_YOUR GOAL_
Exactly as they appear, copy the lines from the start of the entries below to the line containing "use serde_json::Value;", both ends included.

_DATA FOR THIS TASK_
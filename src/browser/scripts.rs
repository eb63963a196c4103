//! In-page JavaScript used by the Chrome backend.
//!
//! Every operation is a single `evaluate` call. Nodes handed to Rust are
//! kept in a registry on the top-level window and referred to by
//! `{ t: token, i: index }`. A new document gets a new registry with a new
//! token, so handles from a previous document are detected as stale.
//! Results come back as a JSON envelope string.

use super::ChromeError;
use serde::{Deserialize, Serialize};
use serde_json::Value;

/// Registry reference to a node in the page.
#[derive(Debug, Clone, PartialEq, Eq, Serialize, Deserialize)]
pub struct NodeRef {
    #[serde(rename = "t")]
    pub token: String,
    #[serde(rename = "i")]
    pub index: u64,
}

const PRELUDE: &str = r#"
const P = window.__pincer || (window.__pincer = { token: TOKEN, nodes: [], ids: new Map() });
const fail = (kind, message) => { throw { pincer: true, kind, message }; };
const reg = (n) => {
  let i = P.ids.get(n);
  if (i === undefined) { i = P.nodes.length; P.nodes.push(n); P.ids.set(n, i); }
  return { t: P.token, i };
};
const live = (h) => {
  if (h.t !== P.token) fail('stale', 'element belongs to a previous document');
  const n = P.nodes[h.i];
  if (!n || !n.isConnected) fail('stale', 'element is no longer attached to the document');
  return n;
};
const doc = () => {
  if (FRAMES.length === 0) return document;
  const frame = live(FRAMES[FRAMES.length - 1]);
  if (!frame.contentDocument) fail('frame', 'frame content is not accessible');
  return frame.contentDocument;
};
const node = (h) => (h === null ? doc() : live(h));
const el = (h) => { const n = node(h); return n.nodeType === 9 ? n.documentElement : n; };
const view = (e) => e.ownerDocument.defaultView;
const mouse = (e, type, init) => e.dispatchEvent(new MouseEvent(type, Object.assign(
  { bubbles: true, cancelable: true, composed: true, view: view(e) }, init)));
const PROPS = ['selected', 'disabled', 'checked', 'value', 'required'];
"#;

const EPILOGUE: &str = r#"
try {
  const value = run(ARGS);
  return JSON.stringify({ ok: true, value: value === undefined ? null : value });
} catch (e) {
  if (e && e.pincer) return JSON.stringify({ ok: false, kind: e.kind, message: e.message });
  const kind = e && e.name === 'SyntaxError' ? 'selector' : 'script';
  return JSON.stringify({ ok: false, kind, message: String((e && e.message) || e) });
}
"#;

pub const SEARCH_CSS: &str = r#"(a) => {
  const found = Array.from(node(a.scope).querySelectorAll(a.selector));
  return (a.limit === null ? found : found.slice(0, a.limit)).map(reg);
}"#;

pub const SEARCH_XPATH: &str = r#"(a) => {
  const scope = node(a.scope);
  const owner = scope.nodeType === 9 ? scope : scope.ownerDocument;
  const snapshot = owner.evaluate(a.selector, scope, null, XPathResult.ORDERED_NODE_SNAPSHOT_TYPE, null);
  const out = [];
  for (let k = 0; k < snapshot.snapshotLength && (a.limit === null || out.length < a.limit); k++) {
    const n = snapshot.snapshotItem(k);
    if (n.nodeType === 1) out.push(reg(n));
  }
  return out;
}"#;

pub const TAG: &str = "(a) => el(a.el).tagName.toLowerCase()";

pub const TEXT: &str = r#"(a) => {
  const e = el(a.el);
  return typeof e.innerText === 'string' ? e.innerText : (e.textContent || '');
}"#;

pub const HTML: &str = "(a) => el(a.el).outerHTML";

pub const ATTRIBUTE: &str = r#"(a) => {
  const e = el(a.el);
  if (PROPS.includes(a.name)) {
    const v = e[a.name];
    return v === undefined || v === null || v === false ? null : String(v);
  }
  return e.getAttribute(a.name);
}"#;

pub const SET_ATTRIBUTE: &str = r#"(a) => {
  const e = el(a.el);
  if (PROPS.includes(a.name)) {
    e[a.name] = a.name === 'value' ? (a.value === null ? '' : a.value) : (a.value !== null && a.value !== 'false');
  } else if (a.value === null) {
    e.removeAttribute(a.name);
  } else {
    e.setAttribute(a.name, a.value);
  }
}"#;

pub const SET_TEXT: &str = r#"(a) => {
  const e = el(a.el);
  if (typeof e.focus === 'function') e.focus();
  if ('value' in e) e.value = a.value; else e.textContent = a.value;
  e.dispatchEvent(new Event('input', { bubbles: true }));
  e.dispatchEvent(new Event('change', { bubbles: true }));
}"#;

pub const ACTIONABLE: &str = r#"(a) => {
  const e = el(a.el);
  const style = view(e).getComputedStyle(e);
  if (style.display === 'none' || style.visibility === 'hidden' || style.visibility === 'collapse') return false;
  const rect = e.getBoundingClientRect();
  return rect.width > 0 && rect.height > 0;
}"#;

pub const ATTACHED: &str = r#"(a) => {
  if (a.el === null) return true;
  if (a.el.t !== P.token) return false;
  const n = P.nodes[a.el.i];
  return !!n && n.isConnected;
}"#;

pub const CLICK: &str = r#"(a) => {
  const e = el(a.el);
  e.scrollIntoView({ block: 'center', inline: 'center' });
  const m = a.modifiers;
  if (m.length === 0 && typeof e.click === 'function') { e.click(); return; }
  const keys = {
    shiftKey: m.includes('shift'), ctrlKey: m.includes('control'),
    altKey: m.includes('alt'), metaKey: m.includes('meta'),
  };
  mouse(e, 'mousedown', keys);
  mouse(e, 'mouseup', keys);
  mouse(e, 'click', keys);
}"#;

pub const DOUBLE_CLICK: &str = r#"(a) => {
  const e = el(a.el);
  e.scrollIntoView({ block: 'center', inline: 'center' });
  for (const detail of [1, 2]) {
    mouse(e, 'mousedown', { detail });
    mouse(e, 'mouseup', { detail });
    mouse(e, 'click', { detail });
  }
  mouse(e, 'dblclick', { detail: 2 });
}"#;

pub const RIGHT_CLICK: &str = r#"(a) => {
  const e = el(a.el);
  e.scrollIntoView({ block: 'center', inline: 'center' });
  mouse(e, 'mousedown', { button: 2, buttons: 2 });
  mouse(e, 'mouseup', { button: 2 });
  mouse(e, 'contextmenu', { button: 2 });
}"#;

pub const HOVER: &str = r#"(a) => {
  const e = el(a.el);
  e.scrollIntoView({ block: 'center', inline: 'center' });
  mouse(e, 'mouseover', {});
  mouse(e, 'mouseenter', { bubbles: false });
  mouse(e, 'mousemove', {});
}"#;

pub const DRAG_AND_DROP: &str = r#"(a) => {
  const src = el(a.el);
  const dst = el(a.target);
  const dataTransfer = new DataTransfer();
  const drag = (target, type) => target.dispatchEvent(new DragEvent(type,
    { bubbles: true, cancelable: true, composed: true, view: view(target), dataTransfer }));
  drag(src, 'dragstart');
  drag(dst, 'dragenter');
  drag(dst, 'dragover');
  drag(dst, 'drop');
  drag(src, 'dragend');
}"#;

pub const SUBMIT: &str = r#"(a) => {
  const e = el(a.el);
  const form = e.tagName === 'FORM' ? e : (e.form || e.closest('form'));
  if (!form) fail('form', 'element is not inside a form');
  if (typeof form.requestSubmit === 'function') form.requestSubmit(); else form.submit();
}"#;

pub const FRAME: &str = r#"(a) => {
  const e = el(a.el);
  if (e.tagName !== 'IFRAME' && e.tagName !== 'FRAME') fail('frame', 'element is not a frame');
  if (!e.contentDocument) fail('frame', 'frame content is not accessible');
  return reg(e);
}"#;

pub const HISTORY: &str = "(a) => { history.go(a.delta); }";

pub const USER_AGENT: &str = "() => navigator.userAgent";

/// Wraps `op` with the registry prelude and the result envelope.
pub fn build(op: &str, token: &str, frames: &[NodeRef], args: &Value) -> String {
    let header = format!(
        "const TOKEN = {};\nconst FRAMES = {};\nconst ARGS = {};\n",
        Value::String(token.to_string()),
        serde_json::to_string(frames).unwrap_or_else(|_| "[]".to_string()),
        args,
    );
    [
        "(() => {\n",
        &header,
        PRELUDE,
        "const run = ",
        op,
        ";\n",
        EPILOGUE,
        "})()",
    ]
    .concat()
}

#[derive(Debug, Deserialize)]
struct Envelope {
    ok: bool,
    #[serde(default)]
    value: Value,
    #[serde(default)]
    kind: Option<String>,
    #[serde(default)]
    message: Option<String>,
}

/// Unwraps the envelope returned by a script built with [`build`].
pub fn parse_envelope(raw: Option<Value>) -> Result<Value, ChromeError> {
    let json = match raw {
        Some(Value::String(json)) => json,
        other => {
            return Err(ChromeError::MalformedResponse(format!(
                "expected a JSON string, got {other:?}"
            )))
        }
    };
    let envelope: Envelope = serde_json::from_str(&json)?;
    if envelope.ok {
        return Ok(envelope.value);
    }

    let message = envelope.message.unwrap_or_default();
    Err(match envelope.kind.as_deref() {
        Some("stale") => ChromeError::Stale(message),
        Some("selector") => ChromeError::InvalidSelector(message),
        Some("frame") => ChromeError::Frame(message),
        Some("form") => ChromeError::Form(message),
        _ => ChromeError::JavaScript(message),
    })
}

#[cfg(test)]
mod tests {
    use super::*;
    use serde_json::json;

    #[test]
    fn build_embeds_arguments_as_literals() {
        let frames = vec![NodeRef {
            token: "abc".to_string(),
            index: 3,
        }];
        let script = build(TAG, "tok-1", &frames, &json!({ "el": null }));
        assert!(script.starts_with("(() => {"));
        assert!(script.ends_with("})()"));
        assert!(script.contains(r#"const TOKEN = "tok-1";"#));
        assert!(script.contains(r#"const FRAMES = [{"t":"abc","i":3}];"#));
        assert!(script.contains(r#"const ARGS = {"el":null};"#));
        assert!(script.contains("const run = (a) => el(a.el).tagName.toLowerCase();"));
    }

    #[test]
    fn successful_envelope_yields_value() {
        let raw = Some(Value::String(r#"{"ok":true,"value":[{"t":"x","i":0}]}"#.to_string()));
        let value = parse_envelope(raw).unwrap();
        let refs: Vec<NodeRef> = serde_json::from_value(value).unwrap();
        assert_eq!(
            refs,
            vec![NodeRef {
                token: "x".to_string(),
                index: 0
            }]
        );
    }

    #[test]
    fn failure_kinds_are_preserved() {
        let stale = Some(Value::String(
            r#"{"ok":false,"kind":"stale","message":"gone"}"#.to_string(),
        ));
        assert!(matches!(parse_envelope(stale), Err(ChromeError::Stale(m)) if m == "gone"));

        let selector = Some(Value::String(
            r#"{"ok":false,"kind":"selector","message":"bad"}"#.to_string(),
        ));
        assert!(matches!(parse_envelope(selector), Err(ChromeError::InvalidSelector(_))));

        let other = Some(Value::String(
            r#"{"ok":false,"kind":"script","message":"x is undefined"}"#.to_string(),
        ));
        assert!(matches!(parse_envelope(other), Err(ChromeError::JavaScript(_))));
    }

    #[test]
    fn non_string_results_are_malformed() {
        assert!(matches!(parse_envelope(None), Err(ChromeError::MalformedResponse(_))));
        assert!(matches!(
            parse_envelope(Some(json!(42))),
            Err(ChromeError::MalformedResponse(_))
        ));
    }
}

_OUTPUT FOR THIS TASK_
filename src/browser/scripts.rs
repository eb63963a196c4103
//! In-page JavaScript used by the Chrome backend.
//!
//! Every operation is a single `evaluate` call. Nodes handed to Rust are
//! kept in a registry on the top-level window and referred to by
//! `{ t: token, i: index }`. A new document gets a new registry with a new
//! token, so handles from a previous document are detected as stale.
//! Results come back as a JSON envelope string.

use super::ChromeError;
use serde::{Deserialize, Serialize};
use serde_json::Value;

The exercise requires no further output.